Well this is my first blog post of my own, and it seems fitting that I should use this opportunity to talk about new beginnings.

Today we are going to meet to discuss this year’s Ph.D. applicants*.  While the particulars are confidential I would like to take this opportunity to talk about what I thought made a strong application.  This will be the first time being on the other side of that closed door, and I know that while I was going through the Ph.D. application process the internal decisions seemed at best byzantine and at worst as if they were unknowable.  I’m hoping that anyone going through, or better about to go through, this process may find some useful advice.  Keep in mind however that this is a N=1 situation and your mileage may vary.

The Application:

The application can be broken down into five parts, your C.V. your transcript, your GRE, your letters and your research statement. Different people will weight these differently, and honestly there are no set formulae as to what makes a good candidate. Having said that I want to let you know what I was looking for.

C.V. This should be a brief outline of all your academic preparations. Do not put in your work experience scooping ice cream unless that (somehow) relates to your ability to do research. Put in your school, your GPA, your past research experiences along with a brief (seriously, one sentence tops) description of what you did and who you did it with. If you have any publications or grants put them on the first page because those are the coin of the realm in academia and if you have them as an undergrad or a MA student you’re really going to stand out. I personally like to see conference presentations but do not place much weight on them. In short, set the stage. You’re going to tell a story about yourself and your aspirations, the CV serves as the playbill for this story.
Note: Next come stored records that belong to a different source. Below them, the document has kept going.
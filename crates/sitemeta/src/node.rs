use std::any::TypeId;
use std::collections::{BTreeMap, BTreeSet};
use std::sync::{Arc, OnceLock};

use crate::errors::SeoError;
use crate::request::RenderReq;
use crate::setting::Setting;
use crate::target::SeoTarget;

/// Arguments handed to context-variable and OG-property functions.
///
/// `target` is the instance being rendered when there is one (name-based
/// targets carry no instance). `setting` is the effective setting before
/// placeholder substitution.
pub struct VarContext<'a> {
  pub target: Option<&'a dyn SeoTarget>,
  pub setting: &'a Setting,
  pub req: &'a RenderReq,
}

/// A user-supplied function computing a context variable or an Open
/// Graph property per request.
pub type SeoVarFn = Arc<dyn Fn(&VarContext<'_>) -> String + Send + Sync>;

/// Handle to a node inside a [`crate::SeoBuilder`]'s tree.
#[derive(Debug, Clone, Copy, PartialEq, Eq, Hash)]
pub struct SeoNodeId(pub(crate) usize);

#[derive(Clone, Copy, PartialEq)]
pub(crate) enum VarKind {
  Setting,
  Context,
}

/// Inherited views of a node, memoized per node and discarded wholesale
/// on any structural or registration change.
pub(crate) struct InheritedViews {
  /// This node's context functions plus every ancestor name not already
  /// present; child wins by traversal order.
  pub(crate) context_fns: BTreeMap<String, SeoVarFn>,
  /// Same algorithm for OG-property functions.
  pub(crate) og_fns: BTreeMap<String, SeoVarFn>,
  /// Union of setting and context variable names visible at this node.
  pub(crate) available_names: BTreeSet<String>,
}

pub(crate) struct SeoNode {
  pub(crate) name: String,
  pub(crate) display_name: String,
  pub(crate) bound_type: Option<TypeId>,
  pub(crate) parent: Option<SeoNodeId>,
  pub(crate) children: Vec<SeoNodeId>,
  pub(crate) setting_vars: BTreeSet<String>,
  pub(crate) context_vars: BTreeMap<String, SeoVarFn>,
  pub(crate) og_props: BTreeMap<String, SeoVarFn>,
  /// A node removed from the tree stays in the arena but rejects reuse.
  pub(crate) detached: bool,
  pub(crate) inherited: OnceLock<InheritedViews>,
}

impl SeoNode {
  pub(crate) fn new(name: impl Into<String>) -> Self {
    let name = name.into();
    Self {
      display_name: name.clone(),
      name,
      bound_type: None,
      parent: None,
      children: Vec::new(),
      setting_vars: BTreeSet::new(),
      context_vars: BTreeMap::new(),
      og_props: BTreeMap::new(),
      detached: false,
      inherited: OnceLock::new(),
    }
  }
}

/// Node storage. Parent links are handles (lookup only); a node owns its
/// children exclusively through the child handle list.
pub(crate) struct Arena {
  nodes: Vec<SeoNode>,
}

impl Arena {
  pub(crate) fn new() -> Self {
    Self { nodes: Vec::new() }
  }

  pub(crate) fn insert(&mut self, node: SeoNode) -> SeoNodeId {
    self.nodes.push(node);
    SeoNodeId(self.nodes.len() - 1)
  }

  pub(crate) fn node(&self, id: SeoNodeId) -> &SeoNode {
    &self.nodes[id.0]
  }

  fn live(&self, id: SeoNodeId) -> Result<&SeoNode, SeoError> {
    self.nodes.get(id.0).filter(|n| !n.detached).ok_or(SeoError::UnknownNode)
  }

  pub(crate) fn rename(&mut self, id: SeoNodeId, name: &str) {
    let node = &mut self.nodes[id.0];
    if node.display_name == node.name {
      node.display_name = name.to_string();
    }
    node.name = name.to_string();
  }

  pub(crate) fn set_display_name(&mut self, id: SeoNodeId, display_name: String) {
    self.nodes[id.0].display_name = display_name;
  }

  // -- traversal --

  /// Handles from `id` up to the root, inclusive.
  pub(crate) fn chain_to_root(&self, id: SeoNodeId) -> Vec<SeoNodeId> {
    let mut chain = Vec::new();
    let mut cursor = Some(id);
    while let Some(c) = cursor {
      chain.push(c);
      cursor = self.nodes[c.0].parent;
    }
    chain
  }

  /// Handles from the root down to `id`, inclusive.
  pub(crate) fn chain_from_root(&self, id: SeoNodeId) -> Vec<SeoNodeId> {
    let mut chain = self.chain_to_root(id);
    chain.reverse();
    chain
  }

  /// Pre-order traversal of the subtree rooted at `id`: parent before
  /// children, children in insertion order.
  pub(crate) fn preorder(&self, id: SeoNodeId) -> Vec<SeoNodeId> {
    let mut out = Vec::new();
    let mut stack = vec![id];
    while let Some(c) = stack.pop() {
      out.push(c);
      for child in self.nodes[c.0].children.iter().rev() {
        stack.push(*child);
      }
    }
    out
  }

  pub(crate) fn depth(&self, id: SeoNodeId) -> usize {
    self.chain_to_root(id).len()
  }

  // -- structural operations --

  pub(crate) fn set_parent(&mut self, id: SeoNodeId, new_parent: SeoNodeId) -> Result<(), SeoError> {
    self.live(id)?;
    self.live(new_parent)?;
    if self.nodes[id.0].parent == Some(new_parent) {
      return Ok(());
    }
    // Reject cycles: the new parent must not sit in this node's subtree.
    let mut cursor = Some(new_parent);
    while let Some(c) = cursor {
      if c == id {
        return Err(SeoError::Cycle(self.nodes[id.0].name.clone()));
      }
      cursor = self.nodes[c.0].parent;
    }
    self.check_reparent_conflicts(id, new_parent)?;

    if let Some(old) = self.nodes[id.0].parent {
      self.nodes[old.0].children.retain(|c| *c != id);
    }
    self.nodes[id.0].parent = Some(new_parent);
    self.nodes[new_parent.0].children.push(id);
    self.invalidate_views();
    Ok(())
  }

  pub(crate) fn append_children(
    &mut self,
    id: SeoNodeId,
    children: &[SeoNodeId],
  ) -> Result<(), SeoError> {
    for child in children {
      self.set_parent(*child, id)?;
    }
    Ok(())
  }

  /// Detach `id`; its children are reparented to `id`'s parent in order,
  /// preserving the subtree shape minus this node. The node stays in the
  /// arena but rejects further use.
  pub(crate) fn remove_self(&mut self, id: SeoNodeId) -> Result<(), SeoError> {
    self.live(id)?;
    let parent = self.nodes[id.0].parent;
    if let Some(p) = parent {
      self.nodes[p.0].children.retain(|c| *c != id);
    }
    let children = std::mem::take(&mut self.nodes[id.0].children);
    for child in &children {
      self.nodes[child.0].parent = parent;
    }
    if let Some(p) = parent {
      self.nodes[p.0].children.extend(children);
    }
    self.nodes[id.0].parent = None;
    self.nodes[id.0].detached = true;
    self.invalidate_views();
    Ok(())
  }

  // -- variable registration --

  pub(crate) fn register_setting_variables(
    &mut self,
    id: SeoNodeId,
    names: &[&str],
  ) -> Result<(), SeoError> {
    self.live(id)?;
    for raw in names {
      let name = raw.trim();
      if name.is_empty() {
        return Err(SeoError::EmptyName);
      }
      self.check_var_available(id, name, VarKind::Setting)?;
      self.nodes[id.0].setting_vars.insert(name.to_string());
    }
    self.invalidate_views();
    Ok(())
  }

  pub(crate) fn register_context_variable(
    &mut self,
    id: SeoNodeId,
    name: &str,
    f: SeoVarFn,
  ) -> Result<(), SeoError> {
    self.live(id)?;
    let name = name.trim();
    if name.is_empty() {
      return Err(SeoError::EmptyName);
    }
    if name.contains(':') {
      return Err(SeoError::InvalidVariableName(
        name.to_string(),
        "context variable names must not contain ':'",
      ));
    }
    self.check_var_available(id, name, VarKind::Context)?;
    self.nodes[id.0].context_vars.insert(name.to_string(), f);
    self.invalidate_views();
    Ok(())
  }

  pub(crate) fn register_og_property(
    &mut self,
    id: SeoNodeId,
    prop: &str,
    f: SeoVarFn,
  ) -> Result<(), SeoError> {
    self.live(id)?;
    let prop = prop.trim();
    if prop.is_empty() {
      return Err(SeoError::EmptyName);
    }
    if !prop.contains(':') {
      return Err(SeoError::InvalidVariableName(
        prop.to_string(),
        "Open Graph property names must contain ':'",
      ));
    }
    let node = &mut self.nodes[id.0];
    if node.og_props.contains_key(prop) {
      return Err(SeoError::DuplicateOgProperty(prop.to_string(), node.name.clone()));
    }
    node.og_props.insert(prop.to_string(), f);
    self.invalidate_views();
    Ok(())
  }

  /// A setting name must not collide with a context name on the path to
  /// the root or anywhere in this node's subtree, and vice versa.
  fn check_var_available(
    &self,
    id: SeoNodeId,
    name: &str,
    kind: VarKind,
  ) -> Result<(), SeoError> {
    let mut scope = self.chain_to_root(id);
    scope.extend(self.preorder(id).into_iter().skip(1));
    for other in scope {
      let node = &self.nodes[other.0];
      let (collides, found_kind) = match kind {
        VarKind::Setting => (node.context_vars.contains_key(name), "context"),
        VarKind::Context => (node.setting_vars.contains(name), "setting"),
      };
      if collides {
        return Err(SeoError::VariableConflict {
          name: name.to_string(),
          kind: found_kind,
          node: node.name.clone(),
        });
      }
    }
    Ok(())
  }

  /// Revalidate the disjointness invariant for a subtree about to move
  /// under `new_parent`, before any link changes.
  fn check_reparent_conflicts(
    &self,
    moving: SeoNodeId,
    new_parent: SeoNodeId,
  ) -> Result<(), SeoError> {
    let mut subtree_setting = BTreeSet::new();
    let mut subtree_context = BTreeSet::new();
    for id in self.preorder(moving) {
      let node = &self.nodes[id.0];
      subtree_setting.extend(node.setting_vars.iter().cloned());
      subtree_context.extend(node.context_vars.keys().cloned());
    }
    for ancestor in self.chain_to_root(new_parent) {
      let node = &self.nodes[ancestor.0];
      for name in node.context_vars.keys() {
        if subtree_setting.contains(name) {
          return Err(SeoError::VariableConflict {
            name: name.clone(),
            kind: "context",
            node: node.name.clone(),
          });
        }
      }
      for name in &node.setting_vars {
        if subtree_context.contains(name) {
          return Err(SeoError::VariableConflict {
            name: name.clone(),
            kind: "setting",
            node: node.name.clone(),
          });
        }
      }
    }
    Ok(())
  }

  // -- memoized inherited views --

  pub(crate) fn inherited(&self, id: SeoNodeId) -> &InheritedViews {
    self.nodes[id.0].inherited.get_or_init(|| self.compute_inherited(id))
  }

  fn compute_inherited(&self, id: SeoNodeId) -> InheritedViews {
    let mut context_fns = BTreeMap::new();
    let mut og_fns = BTreeMap::new();
    let mut available_names = BTreeSet::new();
    for ancestor in self.chain_to_root(id) {
      let node = &self.nodes[ancestor.0];
      for (name, f) in &node.context_vars {
        context_fns.entry(name.clone()).or_insert_with(|| f.clone());
      }
      for (prop, f) in &node.og_props {
        og_fns.entry(prop.clone()).or_insert_with(|| f.clone());
      }
      available_names.extend(node.setting_vars.iter().cloned());
      available_names.extend(node.context_vars.keys().cloned());
    }
    InheritedViews { context_fns, og_fns, available_names }
  }

  fn invalidate_views(&mut self) {
    for node in &mut self.nodes {
      node.inherited = OnceLock::new();
    }
  }
}
use std::collections::HashMap;

use url::Url;

/// The slice of an HTTP request the renderer consumes: host, scheme, the
/// full request URL, and query values. Adapter crates build this from
/// their framework's request type; `from_url` covers tests and
/// non-HTTP callers.
#[derive(Debug, Clone, Default)]
pub struct RenderReq {
  host: String,
  scheme: String,
  url: String,
  query: HashMap<String, String>,
}

impl RenderReq {
  pub fn new(
    host: impl Into<String>,
    scheme: impl Into<String>,
    url: impl Into<String>,
    query: HashMap<String, String>,
  ) -> Self {
    Self { host: host.into(), scheme: scheme.into(), url: url.into(), query }
  }

  /// Decompose a full URL string. An unparseable input keeps the raw
  /// string as `url()` with empty host and scheme.
  pub fn from_url(url: &str) -> Self {
    match Url::parse(url) {
      Ok(parsed) => Self {
        host: parsed.host_str().unwrap_or_default().to_string(),
        scheme: parsed.scheme().to_string(),
        url: url.to_string(),
        query: parsed.query_pairs().map(|(k, v)| (k.into_owned(), v.into_owned())).collect(),
      },
      Err(_) => Self { url: url.to_string(), ..Self::default() },
    }
  }

  pub fn host(&self) -> &str {
    &self.host
  }

  /// The request scheme, possibly empty.
  pub fn scheme(&self) -> &str {
    &self.scheme
  }

  /// The request scheme, with a missing scheme reported as `http`.
  pub fn scheme_or_default(&self) -> &str {
    if self.scheme.is_empty() {
      "http"
    } else {
      &self.scheme
    }
  }

  /// The original request URL, verbatim.
  pub fn url(&self) -> &str {
    &self.url
  }

  pub fn query(&self, key: &str) -> Option<&str> {
    self.query.get(key).map(String::as_str)
  }
}
// Shared prompt fragments.
// Each module that needs LLM calls defines its own prompts.rs alongside it.

/// Instruction against filling gaps with invented data.
pub const NO_INVENTION_INSTRUCTION: &str = "\
    Only report what the document states. \
    If a value is not present, leave it null or use an empty list.";
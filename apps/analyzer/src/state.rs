use std::sync::Arc;

use crate::config::Config;
use crate::extraction::fields::FieldExtractor;

/// Shared application state injected into all route handlers via Axum extractors.
#[derive(Clone)]
pub struct AppState {
    /// Pluggable field extractor. Default: LlmFieldExtractor over the configured model.
    pub extractor: Arc<dyn FieldExtractor>,
    pub config: Config,
}
//! Text Extractor: turns a PDF or DOCX file into plain text.

use std::path::Path;

use crate::errors::AppError;

/// Document formats the analyzer can read. Anything else is skipped upstream.
#[derive(Debug, Clone, Copy, PartialEq, Eq)]
pub enum DocumentKind {
    Pdf,
    Docx,
}

impl DocumentKind {
    /// Classifies an archive member by its extension, case-insensitively.
    pub fn from_file_name(name: &str) -> Option<Self> {
        let lower = name.to_lowercase();
        if lower.ends_with(".pdf") {
            Some(DocumentKind::Pdf)
        } else if lower.ends_with(".docx") {
            Some(DocumentKind::Docx)
        } else {
            None
        }
    }
}

/// Reads the whole document at `path` as plain text.
///
/// Blocking: callers on the async runtime must go through `spawn_blocking`.
pub fn extract_text(path: &Path, kind: DocumentKind) -> Result<String, AppError> {
    let file_name = path
        .file_name()
        .map(|n| n.to_string_lossy().into_owned())
        .unwrap_or_else(|| path.display().to_string());
    let unreadable = |reason: String| AppError::UnreadableDocument {
        file_name: file_name.clone(),
        reason,
    };

    let data = std::fs::read(path).map_err(|e| unreadable(e.to_string()))?;
    match kind {
        DocumentKind::Pdf => extract_text_from_pdf(&data).map_err(unreadable),
        DocumentKind::Docx => extract_text_from_docx(&data).map_err(unreadable),
    }
}

/// Page text concatenated in document order.
fn extract_text_from_pdf(data: &[u8]) -> Result<String, String> {
    pdf_extract::extract_text_from_mem(data).map_err(|e| format!("invalid PDF: {e}"))
}

/// Paragraph texts joined by newline. Tables and headers are not part of the body paragraphs.
fn extract_text_from_docx(data: &[u8]) -> Result<String, String> {
    use docx_rs::DocumentChild;

    let docx = docx_rs::read_docx(data).map_err(|e| format!("invalid DOCX: {e}"))?;

    let mut paragraphs = Vec::new();
    for child in &docx.document.children {
        if let DocumentChild::Paragraph(p) = child {
            let mut text = String::new();
            push_paragraph_children(&p.children, &mut text);
            paragraphs.push(text);
        }
    }
    Ok(paragraphs.join("\n"))
}

/// Appends run text, descending into hyperlinks so linked URLs are kept.
fn push_paragraph_children(children: &[docx_rs::ParagraphChild], text: &mut String) {
    use docx_rs::{ParagraphChild, RunChild};

    for child in children {
        match child {
            ParagraphChild::Run(run) => {
                for run_child in &run.children {
                    match run_child {
                        RunChild::Text(t) => text.push_str(&t.text),
                        RunChild::Tab(_) => text.push('\t'),
                        RunChild::Break(_) => text.push('\n'),
                        _ => {}
                    }
                }
            }
            ParagraphChild::Hyperlink(link) => push_paragraph_children(&link.children, text),
            _ => {}
        }
    }
}
use axum::{
    http::StatusCode,
    response::{IntoResponse, Response},
    Json,
};
use serde_json::json;
use thiserror::Error;

/// Application-level error type.
/// Implements `IntoResponse` so Axum handlers can return `Result<T, AppError>`.
#[derive(Debug, Error)]
pub enum AppError {
    #[error("Missing credential: environment variable '{0}' is not set")]
    MissingCredential(String),

    #[error("Configuration error: {0}")]
    Config(String),

    #[error("Corrupt archive: {0}")]
    CorruptArchive(String),

    #[error("Unreadable document {file_name}: {reason}")]
    UnreadableDocument { file_name: String, reason: String },

    #[error("Remote extraction failed for {file_name}: {reason}")]
    RemoteExtraction { file_name: String, reason: String },

    #[error("Validation error: {0}")]
    Validation(String),

    #[error("Upload too large: {0}")]
    PayloadTooLarge(String),

    #[error("No resumes could be processed")]
    NothingToShow,

    #[error("Internal server error: {0}")]
    Internal(#[from] anyhow::Error),
}

impl AppError {
    pub fn status(&self) -> StatusCode {
        match self {
            AppError::CorruptArchive(_) | AppError::Validation(_) => StatusCode::BAD_REQUEST,
            AppError::UnreadableDocument { .. } | AppError::NothingToShow => {
                StatusCode::UNPROCESSABLE_ENTITY
            }
            AppError::PayloadTooLarge(_) => StatusCode::PAYLOAD_TOO_LARGE,
            AppError::RemoteExtraction { .. } => StatusCode::BAD_GATEWAY,
            AppError::MissingCredential(_) | AppError::Config(_) | AppError::Internal(_) => {
                StatusCode::INTERNAL_SERVER_ERROR
            }
        }
    }

    pub fn code(&self) -> &'static str {
        match self {
            AppError::MissingCredential(_) => "MISSING_CREDENTIAL",
            AppError::Config(_) => "CONFIG_ERROR",
            AppError::CorruptArchive(_) => "CORRUPT_ARCHIVE",
            AppError::UnreadableDocument { .. } => "UNREADABLE_DOCUMENT",
            AppError::RemoteExtraction { .. } => "REMOTE_EXTRACTION_FAILURE",
            AppError::Validation(_) => "VALIDATION_ERROR",
            AppError::PayloadTooLarge(_) => "PAYLOAD_TOO_LARGE",
            AppError::NothingToShow => "NOTHING_TO_SHOW",
            AppError::Internal(_) => "INTERNAL_ERROR",
        }
    }

    /// Message safe to show to the uploader. Internal details stay in the logs.
    pub fn public_message(&self) -> String {
        match self {
            AppError::Internal(e) => {
                tracing::error!("Internal error: {e:?}");
                "An internal server error occurred".to_string()
            }
            AppError::MissingCredential(_) | AppError::Config(_) => {
                tracing::error!("{self}");
                "The service is not configured correctly".to_string()
            }
            other => other.to_string(),
        }
    }
}

impl IntoResponse for AppError {
    fn into_response(self) -> Response {
        let body = Json(json!({
            "error": {
                "code": self.code(),
                "message": self.public_message()
            }
        }));

        (self.status(), body).into_response()
    }
}
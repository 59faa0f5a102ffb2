// Resume extraction pipeline.
// Implements: archive unpacking, document text extraction, structured field extraction, batch orchestration.
// All LLM calls go through llm_client. Blocking parsers run inside tokio::task::spawn_blocking.

pub mod archive;
pub mod fields;
pub mod handlers;
pub mod pipeline;
pub mod prompts;
pub mod text;

#[cfg(test)]
pub(crate) mod fixtures;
Transcripts: These are records of your grades.  I was looking for a 3.0 (out of 4) as sort of a minimum, although if you had a rough start during your first two years and showed a steady improvement I took that into account.  I definitely looked at what classes you may have gotten D’s and C’s in. If they were in biology classes that raised serious doubts, if they were in ballroom dancing I let it slide.  Basically however there’s nothing you can do about your transcript by the time you’re applying, except, possibly, do well in your last semester. Like many things in life, if there’s nothing you can do about it, don’t sweat it and focus your energy on things you can make a change in. 

GRE Scores: I look at these as sort of an equalizer. If you did really well at a school I know nothing about, I don’t feel like I can place those grades in the proper context. However everyone takes the GRE and it is a good way to approach some sort of level playing field.  The GRE scores I saw had three parts, Listening, Written Expression and Reading, along with their associated percentiles.  I used this as a way to scan for red flags, particularly in reading.  There is A LOT of reading in grad school and if you had a low score on this, I was concerned.  Overall I was really looking to see GRE scores higher than 50 percentile on all three as my cut off. If they were wildly unbalanced (90th percentile on listening and 25th percentile on reading for example), I was willing to take a look. Most of the candidates I found competitive had upper 70’s to 90th percentiles.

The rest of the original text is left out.